Failover with Site-to-Site VPN

Direct Connect is not inherently redundant — a single connection is a single point of failure. AWS recommends one of three resiliency models:

  1. Maximum Resiliency: Two or more DX connections at two different DX locations, with connections to separate AWS devices at each location. Most expensive, highest availability.
  2. High Resiliency: One or more DX connections at two different DX locations.
  3. Development/Test: One DX connection with Site-to-Site VPN as backup. Suitable for non-critical workloads.

The most common cost-effective pattern for mid-market enterprises is Direct Connect primary + Site-to-Site VPN backup. When DX is healthy, all traffic routes over DX. If DX fails, BGP withdraws the routes and the VPN automatically takes over.

# Terraform: VPN as Direct Connect failover
resource "aws_vpn_gateway" "main" {
  vpc_id          = var.vpc_id
  amazon_side_asn = 64512

  tags = {
    Name = "prod-vgw"
  }
}

resource "aws_customer_gateway" "on_prem" {
  bgp_asn    = 65000
  ip_address = var.on_prem_public_ip  # Your on-premises router's public IP
  type       = "ipsec.1"

  tags = {
    Name = "on-prem-cgw"
  }
}

resource "aws_vpn_connection" "backup" {
  vpn_gateway_id      = aws_vpn_gateway.main.id
  customer_gateway_id = aws_customer_gateway.on_prem.id
  type                = "ipsec.1"
  static_routes_only  = false  # Use BGP (dynamic routing)

  # Tunnel options for IKEv2 (more secure)
  tunnel1_ike_versions = ["ikev2"]
  tunnel2_ike_versions = ["ikev2"]

  tunnel1_phase1_encryption_algorithms = ["AES256"]
  tunnel1_phase1_integrity_algorithms  = ["SHA2-256"]
  tunnel1_phase2_encryption_algorithms = ["AES256"]
  tunnel1_phase2_integrity_algorithms  = ["SHA2-256"]

  tags = {
    Name        = "prod-vpn-backup"
    Environment = "Production"
  }
}

# Route propagation: VGW will propagate routes learned via BGP to route tables
resource "aws_vpn_gateway_route_propagation" "private" {
  for_each       = toset(var.private_route_table_ids)
  vpn_gateway_id = aws_vpn_gateway.main.id
  route_table_id = each.value
}

For the failover to work automatically with BGP, configure your on-premises router to advertise your prefixes over both the DX Private VIF and the VPN BGP session. Use local preference to prefer DX routes when both are up. When DX goes down, BGP converges and VPN routes take over — typically within 30—90 seconds depending on BGP hold timers.

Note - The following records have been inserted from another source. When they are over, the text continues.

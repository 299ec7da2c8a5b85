//! # Report Ledger Testing Framework
//!
//! A reusable harness for the report ledger contract supporting
//! property-based testing, invariant checking and state exploration.
//!
//! ## Architecture
//!
//! ```text
//! test/framework/
//! ├── mod.rs             : Core TestEnv, ledger harness, snapshots
//! ├── generators.rs      : Property-based test value generators
//! ├── invariants.rs      : State invariant definitions & verification
//! └── state_explorer.rs  : Action-sequence exploration
//! ```
//!
//! ## Usage
//!
//! ```rust,ignore
//! use test_framework::{TestEnv, LedgerTestHarness};
//!
//! let mut env = TestEnv::new();
//! let harness = LedgerTestHarness::new(&mut env);
//!
//! let id = harness.submit(1);
//! harness.reveal(id, "Vaccine").unwrap();
//! assert_eq!(harness.decrypt_count("Vaccine"), 1);
//! ```

extern crate std;


use core::fmt::Debug;

use report_ledger::ciphertext::{HomomorphicEngine, PaillierPrivateKey, PaillierPublicKey};
use report_ledger::codec::{encode_count, encode_strings};
use report_ledger::testutils::{
    counter_keypair, sign_cleartexts, MockDecryptionOracle, MockDecryptionOracleClient,
};
use report_ledger::{LedgerError, ReportLedgerContract, ReportLedgerContractClient, ReportStatus};
use soroban_sdk::{
    testutils::{Address as _, Ledger as _},
    Address, Bytes, BytesN, Env, String,
};

// ── Core Test Environment ────────────────────────────────────────────────────

/// A high-level test environment that wraps the Soroban `Env` and provides
/// time control and address management.
pub struct TestEnv {
    pub env: Env,
    generated_addresses: std::vec::Vec<Address>,
}

impl TestEnv {
    /// Create a new test environment with all auth mocked.
    pub fn new() -> Self {
        let env = Env::default();
        env.mock_all_auths();
        Self {
            env,
            generated_addresses: std::vec::Vec::new(),
        }
    }

    /// Generate a fresh Soroban address (cached for re-use).
    pub fn generate_address(&mut self) -> Address {
        let addr = Address::generate(&self.env);
        self.generated_addresses.push(addr.clone());
        addr
    }

    /// Set the ledger timestamp.
    pub fn set_timestamp(&self, ts: u64) {
        self.env.ledger().set_timestamp(ts);
    }

    /// Advance the ledger timestamp by `delta` seconds.
    pub fn advance_time(&self, delta: u64) {
        let current = self.env.ledger().timestamp();
        self.env.ledger().set_timestamp(current.saturating_add(delta));
    }

    /// Current ledger timestamp.
    pub fn timestamp(&self) -> u64 {
        self.env.ledger().timestamp()
    }
}

impl Default for TestEnv {
    fn default() -> Self {
        Self::new()
    }
}

/// Collapse a generated `try_*` result into the ledger's own error space.
///
/// Host-level failures (auth, traps, conversion) are never expected by the
/// ledger tests and abort the test with the underlying error.
pub fn ledger_result<T, C: Debug, I: Debug>(
    result: Result<Result<T, C>, Result<LedgerError, I>>,
) -> Result<T, LedgerError> {
    match result {
        Ok(Ok(value)) => Ok(value),
        Err(Ok(err)) => Err(err),
        Ok(Err(conversion)) => panic!("return value conversion failed: {:?}", conversion),
        Err(Err(host)) => panic!("host error: {:?}", host),
    }
}

/// Copy a Soroban string into a host string.
pub fn to_std_string(value: &String) -> std::string::String {
    let mut buf = std::vec![0u8; value.len() as usize];
    value.copy_into_slice(&mut buf);
    std::string::String::from_utf8(buf).expect("ledger strings are UTF-8")
}

// ── Ledger-Specific Harness ──────────────────────────────────────────────────

/// Pre-wired ledger + mock oracle fixture.
///
/// The harness plays the off-chain relayer: it holds the oracle's signing
/// secret and the counter private key, so it can turn any pending request
/// into a correctly signed callback.
pub struct LedgerTestHarness<'a> {
    pub env: &'a mut TestEnv,
    pub client: ReportLedgerContractClient<'static>,
    pub oracle: MockDecryptionOracleClient<'static>,
    pub contract_id: Address,
    pub operator: Address,
    pub reporter: Address,
    secret: BytesN<32>,
    counter_key: PaillierPublicKey,
    counter_secret: PaillierPrivateKey,
}

impl<'a> LedgerTestHarness<'a> {
    /// Deploy the mock oracle and an initialized ledger wired to it.
    pub fn new(env: &'a mut TestEnv) -> Self {
        env.set_timestamp(1_700_000_000);

        let oracle_id = env.env.register(MockDecryptionOracle, ());
        let oracle = MockDecryptionOracleClient::new(&env.env, &oracle_id);
        let secret = BytesN::from_array(&env.env, &[0x5au8; 32]);
        oracle.init(&secret);

        let contract_id = env.env.register(ReportLedgerContract, ());
        let client = ReportLedgerContractClient::new(&env.env, &contract_id);
        let operator = env.generate_address();
        let reporter = env.generate_address();

        let (counter_key, counter_secret) = counter_keypair();
        client.initialize(&operator, &oracle_id, &counter_key);

        Self {
            env,
            client,
            oracle,
            contract_id,
            operator,
            reporter,
            secret,
            counter_key,
            counter_secret,
        }
    }

    /// Deterministic 32-byte handle derived from `seed`.
    pub fn handle(&self, seed: u8) -> BytesN<32> {
        BytesN::from_array(&self.env.env, &[seed; 32])
    }

    /// Submit a report whose handles are derived from `seed`.
    pub fn submit(&self, seed: u8) -> u64 {
        self.client.submit(
            &self.reporter,
            &self.handle(seed),
            &self.handle(seed.wrapping_add(1)),
            &self.handle(seed.wrapping_add(2)),
        )
    }

    pub fn request_reveal(&self, report_id: u64) -> Result<u64, LedgerError> {
        ledger_result(self.client.try_request_decryption(&self.reporter, &report_id))
    }

    pub fn sign(&self, request_id: u64, cleartexts: &Bytes) -> Bytes {
        sign_cleartexts(&self.env.env, &self.secret, request_id, cleartexts)
    }

    pub fn report_cleartexts(&self, title: &str, body: &str, category: &str) -> Bytes {
        encode_strings(&self.env.env, &[title, body, category])
    }

    /// Deliver a correctly signed report callback.
    pub fn deliver_reveal(
        &self,
        request_id: u64,
        title: &str,
        body: &str,
        category: &str,
    ) -> Result<(), LedgerError> {
        let cleartexts = self.report_cleartexts(title, body, category);
        let proof = self.sign(request_id, &cleartexts);
        self.deliver_raw(request_id, &cleartexts, &proof)
    }

    /// Deliver a report callback with caller-chosen payload and proof.
    pub fn deliver_raw(&self, request_id: u64, cleartexts: &Bytes, proof: &Bytes) -> Result<(), LedgerError> {
        ledger_result(
            self.client
                .try_handle_decryption_callback(&request_id, cleartexts, proof),
        )
    }

    /// Request and deliver a reveal with a fixed title and body.
    pub fn reveal(&self, report_id: u64, category: &str) -> Result<(), LedgerError> {
        let request_id = self.request_reveal(report_id)?;
        self.deliver_reveal(request_id, "Report", "Details", category)
    }

    /// Decrypt a counter locally with the oracle's private key.
    pub fn peek_count(&self, category: &str) -> Option<u64> {
        let counter = self
            .client
            .get_encrypted_count(&String::from_str(&self.env.env, category));
        if !counter.initialized {
            return None;
        }
        let count =
            HomomorphicEngine::decrypt(&self.counter_key, &self.counter_secret, counter.ciphertext);
        Some(count as u64)
    }

    /// Full count round trip: request, act as the oracle, call back.
    pub fn try_decrypt_count(&self, category: &str) -> Result<u64, LedgerError> {
        let request_id = ledger_result(self.client.try_request_count_decryption(
            &self.reporter,
            &String::from_str(&self.env.env, category),
        ))?;
        let request = self
            .oracle
            .get_request(&request_id)
            .expect("oracle saw the request");
        let handle = request.handles.get(0).expect("one counter handle");
        let ciphertext = HomomorphicEngine::from_transport(&handle).expect("16-byte counter");
        let count = HomomorphicEngine::decrypt(&self.counter_key, &self.counter_secret, ciphertext);

        let cleartexts = encode_count(&self.env.env, count as u64);
        let proof = self.sign(request_id, &cleartexts);
        ledger_result(
            self.client
                .try_handle_count_decryption_callback(&request_id, &cleartexts, &proof),
        )
    }

    pub fn decrypt_count(&self, category: &str) -> u64 {
        self.try_decrypt_count(category)
            .expect("count decryption succeeds")
    }

    /// Snapshot of all observable ledger state for invariant checking.
    pub fn snapshot(&self) -> LedgerSnapshot {
        let report_count = self.client.report_count();

        let reports = (1..=report_count)
            .map(|id| {
                let plain = self.client.view_plain(&id);
                let record = self
                    .client
                    .try_get_encrypted_record(&id)
                    .ok()
                    .and_then(|r| r.ok());
                ReportView {
                    id,
                    exists: record.is_some(),
                    title_handle: record.map(|r| r.title.to_array()),
                    status: self.client.try_get_report_status(&id).ok().and_then(|s| s.ok()),
                    revealed: plain.revealed,
                    title: to_std_string(&plain.title),
                    category: to_std_string(&plain.category),
                }
            })
            .collect();

        let categories: std::vec::Vec<std::string::String> = self
            .client
            .list_categories()
            .iter()
            .map(|c| to_std_string(&c))
            .collect();

        let counts = categories
            .iter()
            .map(|c| (c.clone(), self.peek_count(c)))
            .collect();

        LedgerSnapshot {
            timestamp: self.env.timestamp(),
            report_count,
            reports,
            categories,
            counts,
        }
    }
}

/// One report as seen from outside the ledger.
#[derive(Debug, Clone, PartialEq, Eq)]
pub struct ReportView {
    pub id: u64,
    pub exists: bool,
    pub title_handle: Option<[u8; 32]>,
    pub status: Option<ReportStatus>,
    pub revealed: bool,
    pub title: std::string::String,
    pub category: std::string::String,
}

/// Immutable snapshot of ledger state at a point in time.
#[derive(Debug, Clone)]
pub struct LedgerSnapshot {
    pub timestamp: u64,
    pub report_count: u64,
    pub reports: std::vec::Vec<ReportView>,
    pub categories: std::vec::Vec<std::string::String>,
    /// Decrypted counter per known category (`None` if uninitialized).
    pub counts: std::vec::Vec<(std::string::String, Option<u64>)>,
}

impl LedgerSnapshot {
    /// Number of revealed reports whose plaintext category is `category`.
    pub fn revealed_in(&self, category: &str) -> u64 {
        self.reports
            .iter()
            .filter(|r| r.revealed && r.category == category)
            .count() as u64
    }

    pub fn report(&self, id: u64) -> Option<&ReportView> {
        self.reports.iter().find(|r| r.id == id)
    }
}

// ── Test Outcome Tracking ────────────────────────────────────────────────────

/// Result of a single test action, used by the state explorer.
#[derive(Debug, Clone, PartialEq, Eq)]
pub enum ActionOutcome {
    /// The action succeeded.
    Ok,
    /// The ledger rejected the action with one of its own errors.
    ExpectedError(u32),
    /// The action failed outside the ledger's error space.
    UnexpectedError(std::string::String),
    /// The action had nothing to act on (e.g. no pending request yet).
    Skipped,
}

/// Summary of a test run with coverage metrics.
#[derive(Debug, Clone)]
pub struct TestRunSummary {
    pub actions_executed: usize,
    pub invariant_checks: usize,
    pub invariant_violations: std::vec::Vec<std::string::String>,
    pub entry_points_hit: std::collections::HashSet<std::string::String>,
    pub transitions_observed: usize,
}

impl TestRunSummary {
    pub fn new() -> Self {
        Self {
            actions_executed: 0,
            invariant_checks: 0,
            invariant_violations: std::vec::Vec::new(),
            entry_points_hit: std::collections::HashSet::new(),
            transitions_observed: 0,
        }
    }

    /// True when no invariant violations were detected.
    pub fn passed(&self) -> bool {
        self.invariant_violations.is_empty()
    }

    /// Coverage ratio: entry points hit / total known entry points.
    pub fn entry_point_coverage(&self, total_entry_points: usize) -> f64 {
        if total_entry_points == 0 {
            return 0.0;
        }
        self.entry_points_hit.len() as f64 / total_entry_points as f64
    }
}

impl Default for TestRunSummary {
    fn default() -> Self {
        Self::new()
    }
}
//! Encrypted per-category counters.
//!
//! Counters are keyed by `sha256(category)` and updated in the ciphertext
//! domain only: a reveal multiplies in a fresh `Enc(1)`. Reading a count in
//! the clear goes through the same oracle request/callback path as reports.

use soroban_sdk::{symbol_short, Address, Bytes, BytesN, Env, String, Symbol, Vec};

use crate::ciphertext::{HomomorphicEngine, PaillierPublicKey};
use crate::coordinator::{self, COUNT_CALLBACK};
use crate::registry::{TTL_EXTEND_TO, TTL_THRESHOLD};
use crate::{codec, events, DecryptionTarget, EncryptedCounter, LedgerError};

const COUNTER_KEY: Symbol = symbol_short!("CNT_KEY");
const CATEGORY_COUNT: Symbol = symbol_short!("CAT_CNT");

/// One persistent entry per category, indexed in first-seen order.
fn category_key(index: u32) -> (Symbol, u32) {
    (symbol_short!("CATS"), index)
}

fn counter_key(category_hash: &BytesN<32>) -> (Symbol, BytesN<32>) {
    (symbol_short!("COUNTER"), category_hash.clone())
}

pub fn category_hash(env: &Env, category: &String) -> BytesN<32> {
    env.crypto().sha256(&category.to_bytes()).into()
}

pub(crate) fn set_counter_key(env: &Env, key: &PaillierPublicKey) {
    env.storage().instance().set(&COUNTER_KEY, key);
}

pub fn get_counter_key(env: &Env) -> Option<PaillierPublicKey> {
    env.storage().instance().get(&COUNTER_KEY)
}

fn load_counter(env: &Env, category_hash: &BytesN<32>) -> Option<EncryptedCounter> {
    env.storage().persistent().get(&counter_key(category_hash))
}

fn store_counter(env: &Env, category_hash: &BytesN<32>, counter: &EncryptedCounter) {
    let key = counter_key(category_hash);
    env.storage().persistent().set(&key, counter);
    env.storage()
        .persistent()
        .extend_ttl(&key, TTL_THRESHOLD, TTL_EXTEND_TO);
}

/// Count one more revealed report under `category`, creating its counter on
/// first sight.
pub(crate) fn on_category_revealed(env: &Env, key: &PaillierPublicKey, category: &String) {
    let hash = category_hash(env, category);

    let counter = match load_counter(env, &hash) {
        Some(counter) => counter,
        None => {
            append_category(env, category);

            events::publish_counter_initialized(env, category.clone(), hash.clone());

            EncryptedCounter {
                ciphertext: HomomorphicEngine::encrypt_zero(env, key),
                initialized: true,
            }
        }
    };

    let one = HomomorphicEngine::encrypt_one(env, key);
    store_counter(
        env,
        &hash,
        &EncryptedCounter {
            ciphertext: HomomorphicEngine::add_ciphertexts(key, counter.ciphertext, one),
            initialized: true,
        },
    );
}

/// Encrypted count for `category`; `initialized` is false if the category
/// has never been revealed.
pub fn get_encrypted_count(env: &Env, category: &String) -> EncryptedCounter {
    load_counter(env, &category_hash(env, category)).unwrap_or(EncryptedCounter {
        ciphertext: 0,
        initialized: false,
    })
}

pub fn request_count_decryption(
    env: &Env,
    caller: &Address,
    category: &String,
) -> Result<u64, LedgerError> {
    let hash = category_hash(env, category);
    let counter = load_counter(env, &hash).ok_or(LedgerError::UnknownCategory)?;

    let mut handles: Vec<Bytes> = Vec::new(env);
    handles.push_back(HomomorphicEngine::to_transport(env, counter.ciphertext));

    let request_id = coordinator::dispatch(
        env,
        handles,
        COUNT_CALLBACK,
        DecryptionTarget::Category(hash.clone()),
        caller,
    )?;

    events::publish_count_requested(env, hash, request_id, caller.clone());

    Ok(request_id)
}

pub fn handle_count_decryption_callback(
    env: &Env,
    request_id: u64,
    cleartexts: Bytes,
    proof: Bytes,
) -> Result<u64, LedgerError> {
    let pending = coordinator::open_request(env, request_id)?;
    let hash = match &pending.target {
        DecryptionTarget::Category(hash) => hash.clone(),
        DecryptionTarget::Report(_) => return Err(LedgerError::InvalidRequest),
    };

    coordinator::verify_proof(env, request_id, &cleartexts, &proof)?;

    let count = codec::decode_count(&cleartexts)?;
    let category = category_from_hash(env, &hash)?;

    coordinator::consume(env, request_id, pending);
    events::publish_count_decrypted(env, category, hash, request_id, count);

    Ok(count)
}

/// Reverse lookup over known categories. Linear, which is fine for the tens
/// of categories a ledger is expected to hold.
pub fn category_from_hash(env: &Env, target: &BytesN<32>) -> Result<String, LedgerError> {
    (0..category_count(env))
        .filter_map(|index| load_category(env, index))
        .find(|category| category_hash(env, category) == *target)
        .ok_or(LedgerError::NotFound)
}

/// Known categories in the order they were first revealed.
pub fn list_categories(env: &Env) -> Vec<String> {
    let mut categories = Vec::new(env);
    for index in 0..category_count(env) {
        if let Some(category) = load_category(env, index) {
            categories.push_back(category);
        }
    }
    categories
}

fn category_count(env: &Env) -> u32 {
    env.storage().instance().get(&CATEGORY_COUNT).unwrap_or(0)
}

fn load_category(env: &Env, index: u32) -> Option<String> {
    env.storage().persistent().get(&category_key(index))
}

#[allow(clippy::arithmetic_side_effects)]
fn append_category(env: &Env, category: &String) {
    let index = category_count(env);
    let key = category_key(index);
    env.storage().persistent().set(&key, category);
    env.storage()
        .persistent()
        .extend_ttl(&key, TTL_THRESHOLD, TTL_EXTEND_TO);
    env.storage().instance().set(&CATEGORY_COUNT, &(index + 1));
}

BFD for faster failover: Enable Bidirectional Forwarding Detection (BFD) on your Direct Connect VIFs. BFD detects link failures in milliseconds rather than waiting for BGP hold timers (default 90 seconds). BFD is supported on all Direct Connect VIFs and reduces failover time from ~90 seconds to under 1 second.

Pricing and Cost Optimization

Direct Connect pricing has two main components: port hours and data transfer out. Understanding both is essential for cost modeling.

Port Hours

You pay an hourly rate for each dedicated connection port, regardless of utilization:

  • 1 Gbps port: ~$0.30/hr ($216/month)
  • 10 Gbps port: ~$1.46/hr ($1,051/month)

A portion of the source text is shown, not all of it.